In a normal year, back-to-school season in southern California would see an increase in foot traffic in school zones, sidewalks, and crosswalks. This year, with some students in virtual learning settings and others returning to school, everywhere should be considered a “school zone,” according to the Automobile Club of Southern California.
That presents a new safety challenge for drivers, who should anticipate an increase in pedestrian and bicyclist activity in neighborhoods across the region at any time of the day.
"Most drivers know they need to be especially vigilant in marked school zones and routes to school to protect students," said Auto Club traffic safety and community programs manager Anita Lorz-Villagrana. "This year's extraordinary circumstances require that motorists carry that same vigilance wherever they drive, as typical school zone activity moves closer to home."
Tips for Drivers
- Slow down. Speed limits in school zones are reduced for a reason. A pedestrian struck by a vehicle traveling at 25 mph is nearly two-thirds less likely to be killed than a pedestrian struck by a vehicle traveling just 10 mph faster. Some school districts may be staggering bus schedules to keep students safely socially distanced. This means that school zones may be active for longer or active at unexpected times.
- Expect children in neighborhoods throughout the day. With more students learning from home, whether through homeschooling or virtual learning, children may be playing outside or taking a recess break throughout the day. Treat neighborhoods as school zones by reducing your speed and watching for children near the road.
- Come to a complete stop. AAA research shows that more than one-third of drivers roll through stop signs in school zones or neighborhoods. Always come to a complete stop, checking carefully for children on sidewalks and in crosswalks before proceeding.
- Eliminate distractions. Taking your eyes off the road for just two seconds doubles your chances of crashing. And children can be quick, crossing the road unexpectedly or emerging suddenly between parked cars.

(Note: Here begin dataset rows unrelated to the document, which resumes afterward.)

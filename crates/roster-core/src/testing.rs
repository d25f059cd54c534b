//! In-memory trait implementations for unit tests.

use std::{
  collections::HashMap,
  sync::{
    Mutex,
    atomic::{AtomicBool, Ordering},
  },
};

use chrono::{NaiveDate, Utc};
use uuid::Uuid;

use crate::{
  artifact::ArtifactRenderer,
  blob::{BlobKind, BlobRef, BlobStore, Upload},
  record::{Choice, Department, Grade, NewRecord, Record, RecordFields, Role},
  store::{GroupCount, GroupField, RecordFilter, RecordQuery, RecordStore},
};

#[derive(Debug, thiserror::Error)]
#[error("{0}")]
pub struct FakeError(pub String);

// ─── Fixtures ────────────────────────────────────────────────────────────────

pub fn sample_fields(name: &str, roll_no: &str) -> RecordFields {
  RecordFields {
    role:              Some(Role::Student),
    department:        Some(Department::Computer),
    student_grade:     Some(Grade::FscFirstYear),
    student_name:      name.into(),
    father_name:       "Father".into(),
    dob:               NaiveDate::from_ymd_opt(2001, 2, 3),
    contact:           Some("0300".into()),
    roll_no:           roll_no.into(),
    session:           "2024-2025".into(),
    email:             Some(format!("{}@example.com", name.to_lowercase().replace(' ', "."))),
    address:           "Somewhere".into(),
    gender:            "Female".into(),
    emergency_contact: "0311".into(),
    blood_group:       "O+".into(),
    expiry_date:       None,
    id_card_number:    "ID-1".into(),
  }
}

pub fn sample_record(name: &str, roll_no: &str) -> Record {
  let now = Utc::now();
  let blob = |path: &str| BlobRef {
    path:         path.into(),
    content_hash: String::new(),
    media_type:   "image/png".into(),
  };
  Record {
    id:              Uuid::new_v4(),
    fields:          sample_fields(name, roll_no),
    photo:           blob("images/photo.png"),
    qr_code:         blob("qrcodes/qr.png"),
    card_issue_date: now.date_naive(),
    created_at:      now,
    updated_at:      now,
  }
}

pub fn upload() -> Upload {
  Upload {
    file_name:  "photo.png".into(),
    media_type: "image/png".into(),
    bytes:      b"not really a png".to_vec(),
  }
}

// ─── Renderer ────────────────────────────────────────────────────────────────

/// Renders `payload` as `QR:<payload>`; refuses [`Self::UNRENDERABLE`].
pub struct TextRenderer;

impl TextRenderer {
  pub const UNRENDERABLE: &'static str = "UNRENDERABLE";
}

impl ArtifactRenderer for TextRenderer {
  type Error = FakeError;

  fn render(&self, payload: &str) -> Result<Vec<u8>, FakeError> {
    if payload == Self::UNRENDERABLE {
      return Err(FakeError("payload cannot be encoded".into()));
    }
    Ok(format!("QR:{payload}").into_bytes())
  }

  fn media_type(&self) -> &'static str { "image/png" }
}

// ─── Blobs ───────────────────────────────────────────────────────────────────

#[derive(Default)]
pub struct MemoryBlobs {
  files: Mutex<HashMap<String, Vec<u8>>>,
}

impl MemoryBlobs {
  pub fn bytes(&self, path: &str) -> Option<Vec<u8>> {
    self.files.lock().unwrap().get(path).cloned()
  }

  pub fn len(&self) -> usize { self.files.lock().unwrap().len() }
}

impl BlobStore for MemoryBlobs {
  type Error = FakeError;

  async fn put(
    &self,
    kind: BlobKind,
    file_name: &str,
    media_type: &str,
    bytes: &[u8],
  ) -> Result<BlobRef, FakeError> {
    let mut files = self.files.lock().unwrap();
    let mut path = format!("{}/{file_name}", kind.dir());
    while files.contains_key(&path) {
      path = format!("{}/{}_{file_name}", kind.dir(), &Uuid::new_v4().simple().to_string()[..7]);
    }
    files.insert(path.clone(), bytes.to_vec());
    Ok(BlobRef {
      path,
      content_hash: format!("{:x}", bytes.len()),
      media_type: media_type.into(),
    })
  }

  async fn remove(&self, blob: &BlobRef) -> Result<(), FakeError> {
    self.files.lock().unwrap().remove(&blob.path);
    Ok(())
  }
}

// ─── Store ───────────────────────────────────────────────────────────────────

/// Records in insertion order; listings reverse it.
#[derive(Default)]
pub struct MemoryStore {
  records:     Mutex<Vec<Record>>,
  fail_writes: AtomicBool,
}

impl MemoryStore {
  pub fn fail_writes(&self, fail: bool) { self.fail_writes.store(fail, Ordering::SeqCst); }

  fn check_writable(&self) -> Result<(), FakeError> {
    if self.fail_writes.load(Ordering::SeqCst) {
      Err(FakeError("store is read-only".into()))
    } else {
      Ok(())
    }
  }
}

fn matches(filter: &RecordFilter, record: &Record) -> bool {
  let f = &record.fields;
  if filter.department.is_some() && filter.department != f.department {
    return false;
  }
  if filter.role.is_some() && filter.role != f.role {
    return false;
  }
  if let Some(text) = &filter.search {
    let needle = text.to_lowercase();
    let department = f.department.map(Choice::code).unwrap_or_default();
    return [f.student_name.as_str(), department, f.roll_no.as_str()]
      .iter()
      .any(|hay| hay.to_lowercase().contains(&needle));
  }
  true
}

impl RecordStore for MemoryStore {
  type Error = FakeError;

  async fn insert(&self, input: NewRecord) -> Result<Record, FakeError> {
    self.check_writable()?;
    let now = Utc::now();
    let record = Record {
      id:              Uuid::new_v4(),
      fields:          input.fields,
      photo:           input.photo,
      qr_code:         input.qr_code,
      card_issue_date: now.date_naive(),
      created_at:      now,
      updated_at:      now,
    };
    self.records.lock().unwrap().push(record.clone());
    Ok(record)
  }

  async fn get(&self, id: Uuid) -> Result<Option<Record>, FakeError> {
    Ok(self.records.lock().unwrap().iter().find(|r| r.id == id).cloned())
  }

  async fn find_by_roll_no(&self, roll_no: &str) -> Result<Option<Record>, FakeError> {
    Ok(
      self
        .records
        .lock()
        .unwrap()
        .iter()
        .find(|r| r.fields.roll_no == roll_no)
        .cloned(),
    )
  }

  async fn update(&self, id: Uuid, replacement: NewRecord) -> Result<Option<Record>, FakeError> {
    self.check_writable()?;
    let mut records = self.records.lock().unwrap();
    let Some(record) = records.iter_mut().find(|r| r.id == id) else {
      return Ok(None);
    };
    record.fields = replacement.fields;
    record.photo = replacement.photo;
    record.qr_code = replacement.qr_code;
    record.updated_at = Utc::now();
    Ok(Some(record.clone()))
  }

  async fn delete(&self, id: Uuid) -> Result<Option<Record>, FakeError> {
    self.check_writable()?;
    let mut records = self.records.lock().unwrap();
    let pos = records.iter().position(|r| r.id == id);
    Ok(pos.map(|i| records.remove(i)))
  }

  async fn list(&self, query: &RecordQuery) -> Result<Vec<Record>, FakeError> {
    let records = self.records.lock().unwrap();
    Ok(
      records
        .iter()
        .rev()
        .filter(|r| matches(&query.filter, r))
        .skip(query.offset)
        .take(query.limit.unwrap_or(usize::MAX))
        .cloned()
        .collect(),
    )
  }

  async fn count(&self, filter: &RecordFilter) -> Result<u64, FakeError> {
    let records = self.records.lock().unwrap();
    Ok(records.iter().filter(|r| matches(filter, r)).count() as u64)
  }

  async fn count_by(&self, field: GroupField) -> Result<Vec<GroupCount>, FakeError> {
    let records = self.records.lock().unwrap();
    let mut counts: HashMap<Option<&'static str>, u64> = HashMap::new();
    for r in records.iter() {
      let key = match field {
        GroupField::Department => r.fields.department.map(Choice::code),
        GroupField::Role => r.fields.role.map(Choice::code),
        GroupField::Grade => r.fields.student_grade.map(Choice::code),
      };
      *counts.entry(key).or_default() += 1;
    }
    let mut out: Vec<GroupCount> = counts
      .into_iter()
      .map(|(value, count)| GroupCount { value: value.map(str::to_owned), count })
      .collect();
    out.sort_by(|a, b| b.count.cmp(&a.count).then_with(|| a.value.cmp(&b.value)));
    Ok(out)
  }
}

- Watch for bicycles. Children on bicycles are often inexperienced, unsteady and unpredictable. Slow down and allow at least three feet of passing distance between your vehicle and a bicyclist. It's the law. If your child rides a bicycle to school or around the neighborhood, require that they wear a properly fitted bicycle helmet on every ride. Find videos, expert advice and safety tips at ShareTheRoad.AAA.com.